Create the evaluation cohort

createEvaluationCohort(
  connectionDetails,
  oracleTempSchema = NULL,
  tempEmulationSchema = getOption("sqlRenderTempEmulationSchema"),
  phenotype,
  analysisName,
  runDateTime,
  databaseId,
  xSpecCohortId,
  daysFromxSpec = 0,
  xSensCohortId,
  prevalenceCohortId,
  caseCohortId,
  caseFirstOccurrenceOnly,
  xSpecCohortSize = 5000,
  cdmDatabaseSchema,
  cohortDatabaseSchema,
  cohortTable,
  workDatabaseSchema,
  covariateSettings = createDefaultCovariateSettings(excludedCovariateConceptIds = c(),
    addDescendantsToExclude = TRUE),
  modelPopulationCohortId = 0,
  modelPopulationCohortIdStartDay = 0,
  modelPopulationCohortIdEndDay = 0,
  inclusionEvaluationCohortId = 0,
  inclusionEvaluationDaysFromStart = 0,
  inclusionEvaluationDaysFromEnd = 0,
  duringInclusionEvaluationOnly = FALSE,
  exclusionEvaluationCohortId = 0,
  exclusionEvaluationDaysFromStart = 0,
  exclusionEvaluationDaysFromEnd = 0,
  priorModelToUse = NULL,
  minimumOffsetFromStart = 365,
  minimumOffsetFromEnd = 365,
  modelBaseSampleSize = 25000,
  baseSampleSize = 2e+06,
  lowerAgeLimit = 0,
  upperAgeLimit = 120,
  visitLength = 0,
  visitType = c(9201, 9202, 9203, 262, 581477),
  gender = c(8507, 8532),
  race = 0,
  ethnicity = 0,
  startDate = "19001010",
  endDate = "21000101",
  falsePositiveNegativeSubjects = 10,
  cdmVersion = "5",
  outFolder = getwd(),
  exportFolder,
  modelId = "main",
  evaluationCohortId = "main",
  excludeModelFromEvaluation = FALSE,
  randomVisitTable = "",
  removeSubjectsWithFutureDates = TRUE,
  saveEvaluationCohortPlpData = FALSE
)

Arguments

connectionDetails: connectionDetails created using the function createConnectionDetails in the DatabaseConnector package.
oracleTempSchema: DEPRECATED: use tempEmulationSchema instead.
tempEmulationSchema: Some database platforms like Oracle and Impala do not truly support temp tables.

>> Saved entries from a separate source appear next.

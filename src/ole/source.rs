//! Byte sources backing a compound file
//!
//! A container reads its sectors through a [`ByteSource`]. Read-only sources
//! support every in-memory mutation and full rewrites; only a writable file
//! source supports saving in place.

use super::error::{OleError, OleResult};
use std::fs::{File, OpenOptions};
use std::io::{Read, Seek, SeekFrom, Write};
use std::path::{Path, PathBuf};

/// Random-access byte storage
pub trait ByteSource {
    /// Current size in bytes
    fn size(&self) -> u64;

    /// Read up to `buf.len()` bytes at `offset`, returning how many were read.
    ///
    /// Fewer bytes than requested are returned only at the end of the source.
    fn read_at(&mut self, offset: u64, buf: &mut [u8]) -> OleResult<usize>;

    /// Write `data` at `offset`, growing the source if needed
    fn write_at(&mut self, offset: u64, data: &[u8]) -> OleResult<()> {
        let _ = (offset, data);
        Err(OleError::UnsupportedInPlaceWrite(
            "the byte source is read-only".to_string(),
        ))
    }

    /// Truncate or extend the source to `size` bytes
    fn set_size(&mut self, size: u64) -> OleResult<()> {
        let _ = size;
        Err(OleError::UnsupportedInPlaceWrite(
            "the byte source is read-only".to_string(),
        ))
    }

    /// Whether [`write_at`](Self::write_at) is supported
    fn is_writable(&self) -> bool {
        false
    }

    /// Flush pending writes to durable storage
    fn flush(&mut self) -> OleResult<()> {
        Ok(())
    }

    /// Filesystem path of the source, if it has one
    fn location(&self) -> Option<&Path> {
        None
    }

    /// Reopen the source after its backing file was replaced
    fn reload(&mut self) -> OleResult<()> {
        Ok(())
    }
}

/// Source holding the whole container in memory
///
/// Used for streamed input that cannot be seeked and for freshly created
/// containers.
#[derive(Debug, Clone, Default)]
pub struct MemorySource {
    data: Vec<u8>,
}

impl MemorySource {
    pub fn new(data: Vec<u8>) -> Self {
        Self { data }
    }

    /// Drain a non-seekable reader into memory
    pub fn from_reader<R: Read>(mut reader: R) -> OleResult<Self> {
        let mut data = Vec::new();
        reader.read_to_end(&mut data)?;
        Ok(Self { data })
    }

    pub fn as_bytes(&self) -> &[u8] {
        &self.data
    }

    pub fn into_inner(self) -> Vec<u8> {
        self.data
    }
}

impl ByteSource for MemorySource {
    fn size(&self) -> u64 {
        self.data.len() as u64
    }

    fn read_at(&mut self, offset: u64, buf: &mut [u8]) -> OleResult<usize> {
        let start = usize::try_from(offset).unwrap_or(usize::MAX);
        if start >= self.data.len() {
            return Ok(0);
        }
        let n = buf.len().min(self.data.len() - start);
        buf[..n].copy_from_slice(&self.data[start..start + n]);
        Ok(n)
    }
}

/// Read-only source over any seekable reader
#[derive(Debug)]
pub struct ReaderSource<R: Read + Seek> {
    reader: R,
    size: u64,
}

impl<R: Read + Seek> ReaderSource<R> {
    pub fn new(mut reader: R) -> OleResult<Self> {
        let size = reader.seek(SeekFrom::End(0))?;
        reader.seek(SeekFrom::Start(0))?;
        Ok(Self { reader, size })
    }

    pub fn into_inner(self) -> R {
        self.reader
    }
}

impl<R: Read + Seek> ByteSource for ReaderSource<R> {
    fn size(&self) -> u64 {
        self.size
    }

    fn read_at(&mut self, offset: u64, buf: &mut [u8]) -> OleResult<usize> {
        self.reader.seek(SeekFrom::Start(offset))?;
        read_fully(&mut self.reader, buf)
    }
}

/// Source backed by a file on disk
///
/// Opened read-only by [`FileSource::open`], or read-write by
/// [`FileSource::open_rw`] and [`FileSource::create`].
#[derive(Debug)]
pub struct FileSource {
    file: File,
    path: PathBuf,
    writable: bool,
    size: u64,
}

impl FileSource {
    /// Open an existing file for reading
    pub fn open<P: AsRef<Path>>(path: P) -> OleResult<Self> {
        Self::with_mode(path.as_ref(), false, false)
    }

    /// Open an existing file for reading and in-place writing
    pub fn open_rw<P: AsRef<Path>>(path: P) -> OleResult<Self> {
        Self::with_mode(path.as_ref(), true, false)
    }

    /// Create (or truncate) a file for reading and writing
    pub fn create<P: AsRef<Path>>(path: P) -> OleResult<Self> {
        Self::with_mode(path.as_ref(), true, true)
    }

    fn with_mode(path: &Path, writable: bool, create: bool) -> OleResult<Self> {
        let file = OpenOptions::new()
            .read(true)
            .write(writable)
            .create(create)
            .truncate(create)
            .open(path)?;
        let size = file.metadata()?.len();
        Ok(Self {
            file,
            path: path.to_path_buf(),
            writable,
            size,
        })
    }

    pub fn path(&self) -> &Path {
        &self.path
    }
}

impl ByteSource for FileSource {
    fn size(&self) -> u64 {
        self.size
    }

    fn read_at(&mut self, offset: u64, buf: &mut [u8]) -> OleResult<usize> {
        self.file.seek(SeekFrom::Start(offset))?;
        read_fully(&mut self.file, buf)
    }

    fn write_at(&mut self, offset: u64, data: &[u8]) -> OleResult<()> {
        if !self.writable {
            return Err(OleError::UnsupportedInPlaceWrite(format!(
                "{} was opened read-only",
                self.path.display()
            )));
        }
        self.file.seek(SeekFrom::Start(offset))?;
        self.file.write_all(data)?;
        self.size = self.size.max(offset + data.len() as u64);
        Ok(())
    }

    fn set_size(&mut self, size: u64) -> OleResult<()> {
        if !self.writable {
            return Err(OleError::UnsupportedInPlaceWrite(format!(
                "{} was opened read-only",
                self.path.display()
            )));
        }
        self.file.set_len(size)?;
        self.size = size;
        Ok(())
    }

    fn is_writable(&self) -> bool {
        self.writable
    }

    fn flush(&mut self) -> OleResult<()> {
        self.file.flush()?;
        if self.writable {
            self.file.sync_data()?;
        }
        Ok(())
    }

    fn location(&self) -> Option<&Path> {
        Some(&self.path)
    }

    fn reload(&mut self) -> OleResult<()> {
        let reopened = Self::with_mode(&self.path, self.writable, false)?;
        *self = reopened;
        Ok(())
    }
}

/// Read until `buf` is full or the reader is exhausted
fn read_fully<R: Read>(reader: &mut R, buf: &mut [u8]) -> OleResult<usize> {
    let mut filled = 0;
    while filled < buf.len() {
        match reader.read(&mut buf[filled..]) {
            Ok(0) => break,
            Ok(n) => filled += n,
            Err(e) if e.kind() == std::io::ErrorKind::Interrupted => continue,
            Err(e) => return Err(e.into()),
        }
    }
    Ok(filled)
}

#[cfg(test)]
mod tests {
    use super::*;
    use std::io::Cursor;

    #[test]
    fn test_memory_source_short_read() {
        let mut source = MemorySource::new(vec![1, 2, 3, 4]);
        let mut buf = [0u8; 8];
        assert_eq!(source.read_at(2, &mut buf).unwrap(), 2);
        assert_eq!(&buf[..2], &[3, 4]);
        assert_eq!(source.read_at(10, &mut buf).unwrap(), 0);
        assert!(!source.is_writable());
        assert!(source.write_at(0, b"x").is_err());
    }

    #[test]
    fn test_reader_source() {
        let mut source = ReaderSource::new(Cursor::new(vec![9u8; 100])).unwrap();
        assert_eq!(source.size(), 100);
        let mut buf = [0u8; 10];
        assert_eq!(source.read_at(95, &mut buf).unwrap(), 5);
        assert!(matches!(
            source.set_size(0),
            Err(OleError::UnsupportedInPlaceWrite(_))
        ));
    }

    #[test]
    fn test_file_source_modes() {
        let dir = tempfile::tempdir().unwrap();
        let path = dir.path().join("data.bin");

        let mut rw = FileSource::create(&path).unwrap();
        rw.write_at(4, b"abcd").unwrap();
        assert_eq!(rw.size(), 8);
        rw.flush().unwrap();

        let mut ro = FileSource::open(&path).unwrap();
        let mut buf = [0u8; 8];
        assert_eq!(ro.read_at(0, &mut buf).unwrap(), 8);
        assert_eq!(&buf[4..], b"abcd");
        assert!(ro.write_at(0, b"z").is_err());
        assert_eq!(ro.location(), Some(path.as_path()));
    }
}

To emulate temp tables, provide a schema with write privileges where temp tables can be created.
phenotype: Name of the phenotype for analysis
analysisName: Name of the analysis
runDateTime: Starting date and time of the PheValuator run
databaseId: Name of the database in the analysis
xSpecCohortId: The number of the "extremely specific (xSpec)" cohort definition id in the cohort table (for noisy positives).
daysFromxSpec: Number of days allowed from xSpec condition until analyzed visit
xSensCohortId: The number of the "extremely sensitive (xSens)" cohort definition id in the cohort table (for noisy negatives).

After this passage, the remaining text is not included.